- [EXERCISE AIM]
A verbatim copy of the line containing "triggers and health." and all lines after it, up to and including the final line of the records, is the only acceptable output.

- [DATASET]

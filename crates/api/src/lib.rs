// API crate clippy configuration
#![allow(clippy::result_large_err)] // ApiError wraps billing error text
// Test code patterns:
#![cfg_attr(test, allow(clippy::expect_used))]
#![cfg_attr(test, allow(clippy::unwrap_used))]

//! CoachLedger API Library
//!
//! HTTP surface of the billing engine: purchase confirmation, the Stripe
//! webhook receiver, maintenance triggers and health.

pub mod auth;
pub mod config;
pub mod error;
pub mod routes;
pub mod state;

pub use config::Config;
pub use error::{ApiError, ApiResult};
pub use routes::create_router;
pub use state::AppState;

- [WRITTEN ANSWER]
//! webhook receiver, maintenance triggers and health.

pub mod auth;
pub mod config;
pub mod error;
pub mod routes;
pub mod state;

pub use config::Config;
pub use error::{ApiError, ApiResult};
pub use routes::create_router;
pub use state::AppState;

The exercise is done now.